L’anticoagulant comparé à l'absence d'intervention ou au placebo pour le traitement de la TVP distale
L'effet anticoagulant avec un antagoniste de la vitamine K (AVK) a réduit le risque de récidive de TEV pendant le suivi par rapport aux participants ne recevant pas d'anticoagulant (RR 0,34, IC à 95% 0,15 à 0,77 ; 5 études, 496 participants ; I2 = 3 % ; données probantes d’un niveau de confiance élevé), et a réduit le risque de récidive de TVP (RR 0,25, IC à 95% 0,10 à 0,67 ; 5 études, 496 participants ; I2 = 0 % ; données probantes d’un niveau de confiance élevé). Il n'y a pas eu d'effet clair sur le risque d'embolie pulmonaire (EP) (RR 0,81, IC à 95% 0,18 à 3,59 ; 4 études, 480 participants ; I2 = 0 % ; données probantes d’un niveau de confiance faible). Il y avait peu ou pas de différence dans les saignements majeurs avec anticoagulant par rapport au placebo (RR 0,76, IC à 95% 0,13 à 4,62 ; 4 études, 480 participants ; I2 = 26 % ; données probantes d’un niveau de confiance faible). On a constaté une augmentation des saignements non majeurs cliniquement pertinents dans le groupe traité par des anticoagulants (RR 3,34, IC à 95% 1,07 à 10,46 ; 2 études, 322 participants ; I2 = 0 % ; données probantes d’un niveau de confiance élevé).

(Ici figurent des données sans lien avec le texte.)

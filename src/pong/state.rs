//! Pong court state
//!
//! Ball, two paddles and the seeded RNG the deflection bands draw from.
//! Paddles know nothing about each other; the tick queries across them.

use glam::Vec2;
use rand::SeedableRng;
use rand_pcg::Pcg32;

use super::config::PongConfig;
use crate::ConfigError;

/// Which player a score or event belongs to
#[derive(Debug, Clone, Copy, PartialEq, Eq)]
pub enum Side {
    Human,
    Computer,
}

/// The ball: position and per-tick velocity
#[derive(Debug, Clone, Copy, PartialEq)]
pub struct Ball {
    pub pos: Vec2,
    pub vel: Vec2,
}

impl Ball {
    /// Center court, straight down at serve speed
    pub fn serve(config: &PongConfig) -> Self {
        Self {
            pos: Vec2::new(config.court_width / 2.0, config.court_height / 2.0),
            vel: Vec2::new(0.0, config.serve_speed),
        }
    }
}

/// AI pre-positioning state for the current ball flight
#[derive(Debug, Clone, Copy, PartialEq)]
pub struct AiTargeting {
    /// x the paddle center wants to reach
    pub target_x: f32,
    /// A target has been computed for this flight
    pub target_set: bool,
    /// Travel finished; the paddle is in deflection mode
    pub target_reached: bool,
}

impl AiTargeting {
    fn parked(config: &PongConfig) -> Self {
        Self {
            target_x: config.court_width / 2.0,
            target_set: false,
            target_reached: false,
        }
    }

    /// Forget the current flight (after any paddle contact)
    pub fn clear(&mut self) {
        self.target_set = false;
        self.target_reached = false;
    }
}

/// One paddle: a horizontal slab at a fixed row
#[derive(Debug, Clone, Copy, PartialEq)]
pub struct Paddle {
    /// Left edge
    pub x: f32,
    /// Top edge (fixed per side)
    pub y: f32,
    /// Signed travel this tick; zero when idle
    pub speed: f32,
    pub score: u32,
    pub ai: AiTargeting,
}

impl Paddle {
    fn new(x: f32, y: f32, config: &PongConfig) -> Self {
        Self {
            x,
            y,
            speed: 0.0,
            score: 0,
            ai: AiTargeting::parked(config),
        }
    }

    pub fn center_x(&self, config: &PongConfig) -> f32 {
        self.x + config.paddle_width / 2.0
    }

    /// Step left, clamped at the court edge
    pub fn move_left(&mut self, config: &PongConfig) {
        if self.x > 0.0 {
            self.x -= config.paddle_speed;
            self.speed = -config.paddle_speed;
        }
    }

    /// Step right, clamped at the court edge
    pub fn move_right(&mut self, config: &PongConfig) {
        if self.x + config.paddle_width < config.court_width {
            self.x += config.paddle_speed;
            self.speed = config.paddle_speed;
        }
    }
}

/// A complete Pong match
pub struct PongState {
    pub config: PongConfig,
    pub ball: Ball,
    /// Bottom paddle, driven by input
    pub human: Paddle,
    /// Top paddle, driven by the AI
    pub computer: Paddle,
    pub(crate) rng: Pcg32,
    pub seed: u64,
}

impl PongState {
    /// Build a match from a validated configuration and a seed.
    /// Fails fast on malformed configuration.
    pub fn new(config: PongConfig, seed: u64) -> Result<Self, ConfigError> {
        config.validate()?;

        let center = (config.court_width - config.paddle_width) / 2.0;
        Ok(Self {
            ball: Ball::serve(&config),
            human: Paddle::new(
                center,
                config.court_height - config.paddle_gap,
                &config,
            ),
            computer: Paddle::new(center, config.paddle_gap - config.paddle_height, &config),
            rng: Pcg32::seed_from_u64(seed),
            seed,
            config,
        })
    }

    /// Fresh match: paddles centered, scores zeroed, ball on serve.
    /// The RNG stream continues; it is not reseeded.
    pub fn reset(&mut self) {
        let center = (self.config.court_width - self.config.paddle_width) / 2.0;
        self.human.x = center;
        self.computer.x = center;
        self.human.score = 0;
        self.computer.score = 0;
        self.human.speed = 0.0;
        self.computer.speed = 0.0;
        self.computer.ai = AiTargeting::parked(&self.config);
        self.ball = Ball::serve(&self.config);
    }
}
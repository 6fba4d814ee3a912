//! Public-holiday import orchestration.
//!
//! Fetches provider data for one country and year, skips the import when
//! the payload is unchanged since the previous run, and otherwise replaces
//! the stored records wholesale.

use chrono::{Datelike, NaiveDate};
use tracing::{info, warn};

use crate::clients::{HolidayProvider, ProviderHoliday};
use crate::db::checksum::calculate_checksum;
use crate::db::repository::{FullRepository, RepositoryError, RepositoryResult};
use crate::models::PublicHoliday;

/// The countries covered by [`import_all_countries`].
pub const IMPORT_COUNTRIES: [&str; 7] = ["DE", "AT", "CH", "FR", "ES", "NL", "IT"];

/// Import the public holidays of one country and year from the provider.
///
/// The country must exist in the store. When the provider payload hashes
/// to the checksum recorded by the previous import, the stored records are
/// returned unchanged; otherwise the existing records of that country and
/// year are deleted and replaced.
///
/// Provider rows without counties become one national record; rows with
/// counties become one record per region, skipping codes the store does
/// not know (logged, not fatal).
pub async fn import_public_holidays(
    repository: &dyn FullRepository,
    provider: &dyn HolidayProvider,
    country_code: &str,
    year: i32,
) -> RepositoryResult<Vec<PublicHoliday>> {
    info!(
        "Importing public holidays from provider for country={} year={}",
        country_code, year
    );

    repository
        .get_country_by_code(country_code)
        .await?
        .ok_or_else(|| {
            RepositoryError::not_found(format!("Unknown country code: {}", country_code))
        })?;

    let rows = provider
        .fetch_public_holidays(country_code, year)
        .await
        .map_err(|e| {
            RepositoryError::internal(format!("Holiday provider request failed: {}", e))
                .with_operation("import_public_holidays")
        })?;

    let payload = serde_json::to_string(&rows).map_err(|e| {
        RepositoryError::internal(format!("Failed to serialize provider payload: {}", e))
    })?;
    let checksum = calculate_checksum(&payload);
    if repository.get_import_checksum(country_code, year).await?.as_deref() == Some(checksum.as_str()) {
        info!(
            "Provider payload unchanged for country={} year={}, skipping import",
            country_code, year
        );
        return repository.list_public_holidays(country_code, year).await;
    }

    let removed = repository.delete_public_holidays(country_code, year).await?;
    if removed > 0 {
        info!(
            "Removed {} existing holidays for country={} year={}",
            removed, country_code, year
        );
    }

    let mut to_save = Vec::new();
    for row in &rows {
        to_save.extend(map_provider_row(repository, row).await?);
    }

    let saved = repository.save_public_holidays(to_save).await?;
    repository
        .put_import_checksum(country_code, year, &checksum)
        .await?;

    info!(
        "Imported {} holidays for country={} year={}",
        saved.len(),
        country_code,
        year
    );
    Ok(saved)
}

async fn map_provider_row(
    repository: &dyn FullRepository,
    row: &ProviderHoliday,
) -> RepositoryResult<Vec<PublicHoliday>> {
    let date = NaiveDate::parse_from_str(&row.date, "%Y-%m-%d").map_err(|e| {
        RepositoryError::validation(format!("Invalid provider date {}: {}", row.date, e))
    })?;
    let types = row.types.as_ref().map(|t| t.join(","));

    let base = PublicHoliday {
        id: None,
        country_code: row.country_code.clone(),
        date,
        local_name: row.local_name.clone(),
        english_name: row.name.clone(),
        global: row.global,
        region_code: None,
        types,
        year: date.year(),
    };

    let counties = match &row.counties {
        Some(counties) if !counties.is_empty() => counties,
        // No counties: a single national record.
        _ => return Ok(vec![base]),
    };

    let mut records = Vec::with_capacity(counties.len());
    for region_code in counties {
        if repository.get_region_by_code(region_code).await?.is_none() {
            warn!(
                "Region not found for code: {}. Skipping this regional holiday.",
                region_code
            );
            continue;
        }
        records.push(PublicHoliday {
            region_code: Some(region_code.clone()),
            ..base.clone()
        });
    }
    Ok(records)
}

/// Import all covered countries for one year, concurrently.
///
/// Returns `(country_code, imported_count)` pairs in the fixed country
/// order. A failing country fails the whole call.
pub async fn import_all_countries(
    repository: &dyn FullRepository,
    provider: &dyn HolidayProvider,
    year: i32,
) -> RepositoryResult<Vec<(String, usize)>> {
    let imports = IMPORT_COUNTRIES.iter().map(|country| async move {
        let imported = import_public_holidays(repository, provider, country, year).await?;
        Ok::<_, RepositoryError>((country.to_string(), imported.len()))
    });

    futures::future::try_join_all(imports).await
}

#[cfg(test)]
mod tests {
    use super::*;
    use async_trait::async_trait;
    use parking_lot::Mutex;

    use crate::db::repositories::LocalRepository;
    use crate::db::repository::HolidayRepository;
    use crate::db::seed::seed_reference_data;

    /// Provider stub returning a fixed payload and counting fetches.
    struct FixedProvider {
        rows: Vec<ProviderHoliday>,
        fetches: Mutex<usize>,
    }

    impl FixedProvider {
        fn new(rows: Vec<ProviderHoliday>) -> Self {
            Self {
                rows,
                fetches: Mutex::new(0),
            }
        }
    }

    #[async_trait]
    impl HolidayProvider for FixedProvider {
        async fn fetch_public_holidays(
            &self,
            country_code: &str,
            _year: i32,
        ) -> anyhow::Result<Vec<ProviderHoliday>> {
            *self.fetches.lock() += 1;
            let mut rows = self.rows.clone();
            for row in &mut rows {
                row.country_code = country_code.to_string();
            }
            Ok(rows)
        }
    }

    fn national_row(date: &str, local_name: &str) -> ProviderHoliday {
        ProviderHoliday {
            date: date.to_string(),
            local_name: local_name.to_string(),
            name: local_name.to_string(),
            country_code: "DE".to_string(),
            global: true,
            counties: None,
            types: Some(vec!["Public".to_string()]),
        }
    }

    fn regional_row(date: &str, local_name: &str, counties: &[&str]) -> ProviderHoliday {
        ProviderHoliday {
            date: date.to_string(),
            local_name: local_name.to_string(),
            name: local_name.to_string(),
            country_code: "DE".to_string(),
            global: false,
            counties: Some(counties.iter().map(|c| c.to_string()).collect()),
            types: Some(vec!["Public".to_string()]),
        }
    }

    #[tokio::test]
    async fn test_import_maps_national_and_regional_rows() {
        let repo = LocalRepository::new();
        seed_reference_data(&repo).await.unwrap();
        let provider = FixedProvider::new(vec![
            national_row("2025-10-03", "Tag der Deutschen Einheit"),
            regional_row("2025-08-15", "Mariä Himmelfahrt", &["DE-BY", "DE-SL"]),
        ]);

        let imported = import_public_holidays(&repo, &provider, "DE", 2025)
            .await
            .unwrap();
        assert_eq!(imported.len(), 3);
        assert_eq!(imported.iter().filter(|h| h.is_national()).count(), 1);
        assert_eq!(
            imported
                .iter()
                .filter(|h| h.region_code.as_deref() == Some("DE-BY"))
                .count(),
            1
        );
    }

    #[tokio::test]
    async fn test_import_skips_unknown_regions() {
        let repo = LocalRepository::new();
        seed_reference_data(&repo).await.unwrap();
        let provider = FixedProvider::new(vec![regional_row(
            "2025-08-15",
            "Mariä Himmelfahrt",
            &["DE-BY", "DE-XX"],
        )]);

        let imported = import_public_holidays(&repo, &provider, "DE", 2025)
            .await
            .unwrap();
        assert_eq!(imported.len(), 1);
        assert_eq!(imported[0].region_code.as_deref(), Some("DE-BY"));
    }

    #[tokio::test]
    async fn test_import_unknown_country_fails() {
        let repo = LocalRepository::new();
        let provider = FixedProvider::new(vec![]);
        let result = import_public_holidays(&repo, &provider, "XX", 2025).await;
        assert!(matches!(result, Err(RepositoryError::NotFound { .. })));
    }

    #[tokio::test]
    async fn test_unchanged_payload_skips_reimport() {
        let repo = LocalRepository::new();
        seed_reference_data(&repo).await.unwrap();
        let provider =
            FixedProvider::new(vec![national_row("2025-10-03", "Tag der Deutschen Einheit")]);

        let first = import_public_holidays(&repo, &provider, "DE", 2025)
            .await
            .unwrap();
        let second = import_public_holidays(&repo, &provider, "DE", 2025)
            .await
            .unwrap();

        // Same records, same ids: the second run replayed nothing.
        assert_eq!(first, second);
        assert_eq!(*provider.fetches.lock(), 2);
    }

    #[tokio::test]
    async fn test_reimport_replaces_changed_payload() {
        let repo = LocalRepository::new();
        seed_reference_data(&repo).await.unwrap();

        let provider =
            FixedProvider::new(vec![national_row("2025-10-03", "Tag der Deutschen Einheit")]);
        import_public_holidays(&repo, &provider, "DE", 2025)
            .await
            .unwrap();

        let provider = FixedProvider::new(vec![
            national_row("2025-10-03", "Tag der Deutschen Einheit"),
            national_row("2025-12-25", "Erster Weihnachtstag"),
        ]);
        let imported = import_public_holidays(&repo, &provider, "DE", 2025)
            .await
            .unwrap();
        assert_eq!(imported.len(), 2);
        assert_eq!(
            repo.list_public_holidays("DE", 2025).await.unwrap().len(),
            2
        );
    }

    #[tokio::test]
    async fn test_import_all_countries_reports_counts() {
        let repo = LocalRepository::new();
        seed_reference_data(&repo).await.unwrap();
        let provider =
            FixedProvider::new(vec![national_row("2025-01-01", "Neujahr")]);

        let summary = import_all_countries(&repo, &provider, 2025).await.unwrap();
        assert_eq!(summary.len(), IMPORT_COUNTRIES.len());
        assert!(summary.iter().all(|(_, count)| *count == 1));
        assert_eq!(summary[0].0, "DE");
    }
}
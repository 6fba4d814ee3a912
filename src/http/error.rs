//! HTTP error handling and response types.

use axum::{
    http::StatusCode,
    response::{IntoResponse, Response},
    Json,
};
use serde::{Deserialize, Serialize};

use crate::db::repository::RepositoryError;

/// API error response body.
#[derive(Debug, Clone, Serialize, Deserialize)]
pub struct ApiError {
    /// Error code for programmatic handling
    pub code: String,
    /// Human-readable error message
    pub message: String,
    /// Optional additional details
    #[serde(skip_serializing_if = "Option::is_none")]
    pub details: Option<String>,
}

impl ApiError {
    pub fn new(code: impl Into<String>, message: impl Into<String>) -> Self {
        Self {
            code: code.into(),
            message: message.into(),
            details: None,
        }
    }

    pub fn with_details(mut self, details: impl Into<String>) -> Self {
        self.details = Some(details.into());
        self
    }
}

/// Application error type for HTTP handlers.
#[derive(Debug)]
pub enum AppError {
    /// Resource not found
    NotFound(String),
    /// Invalid request (validation error)
    BadRequest(String),
    /// Missing or invalid credentials
    Unauthorized(String),
    /// Internal server error
    Internal(String),
    /// Repository error
    Repository(RepositoryError),
}

impl IntoResponse for AppError {
    fn into_response(self) -> Response {
        let (status, error) = match self {
            AppError::NotFound(msg) => (StatusCode::NOT_FOUND, ApiError::new("NOT_FOUND", msg)),
            AppError::BadRequest(msg) => {
                (StatusCode::BAD_REQUEST, ApiError::new("BAD_REQUEST", msg))
            }
            AppError::Unauthorized(msg) => {
                (StatusCode::UNAUTHORIZED, ApiError::new("UNAUTHORIZED", msg))
            }
            AppError::Internal(msg) => (
                StatusCode::INTERNAL_SERVER_ERROR,
                ApiError::new("INTERNAL_ERROR", msg),
            ),
            AppError::Repository(e) => {
                let msg = e.to_string();
                match e {
                    RepositoryError::NotFound { .. } => {
                        (StatusCode::NOT_FOUND, ApiError::new("NOT_FOUND", msg))
                    }
                    RepositoryError::ValidationError { .. } => {
                        (StatusCode::BAD_REQUEST, ApiError::new("VALIDATION_ERROR", msg))
                    }
                    RepositoryError::Conflict { .. } => {
                        (StatusCode::CONFLICT, ApiError::new("CONFLICT", msg))
                    }
                    _ => (
                        StatusCode::INTERNAL_SERVER_ERROR,
                        ApiError::new("REPOSITORY_ERROR", msg),
                    ),
                }
            }
        };

        (status, Json(error)).into_response()
    }
}

impl From<RepositoryError> for AppError {
    fn from(err: RepositoryError) -> Self {
        AppError::Repository(err)
    }
}

impl From<anyhow::Error> for AppError {
    fn from(err: anyhow::Error) -> Self {
        AppError::Internal(err.to_string())
    }
}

Il y a eu un décès, non lié à une EP ou à une hémorragie majeure, dans le groupe sous anticoagulant.
Anticoagulant pendant trois mois ou plus par rapport à un anticoagulant pendant six semaines pour le traitement de la TVP distale
Trois ECR sur 736 participants ont comparé trois mois ou plus d'anticoagulant à six semaines d'anticoagulant. L'effet anticoagulant avec un AVK pendant trois mois ou plus a réduit l'incidence de la récidive de TEV à 5,8 %, contre 13,9 % chez les participants traités pendant six semaines (RR 0,42, IC à 95 % 0,26 à 0,68 ; 3 études, 736 participants ; I2 = 50 % ; données probantes d’un niveau de confiance élevé). Le risque de récidive de la TVP a également été réduit (RR 0,32, IC à 95 % 0,16 à 0,64 ; 2 études, 389 participants ; I2 = 48 % ; données probantes d’un niveau de confiance élevé), mais il n’y avait probablement peu ou pas de différence en matière d'EP (RR 1,05, IC à 95% 0,19 à 5,88 ; 2 études, 389 participants ; I2 = 0 % ; données probantes d’un niveau de confiance faible). Il n'y a pas eu de différence claire dans les événements hémorragiques majeurs (RR 3,42, IC à 95% 0,36 à 32,35 ; 2 études, 389 participants ; I2 = 0 % ; données probantes d’un niveau de confiance faible) ou les événements hémorragiques non majeurs cliniquement pertinents (RR 1,76, IC à 95% 0,90 à 3,42 ; 2 études, 389 participants ; I2 = 1 % ; données probantes d’un niveau de confiance faible) entre trois mois ou plus de traitement et six semaines de traitement. Il n'y a pas eu de rapports sur la mortalité globale ou l'EP et les décès dus à des hémorragies majeures.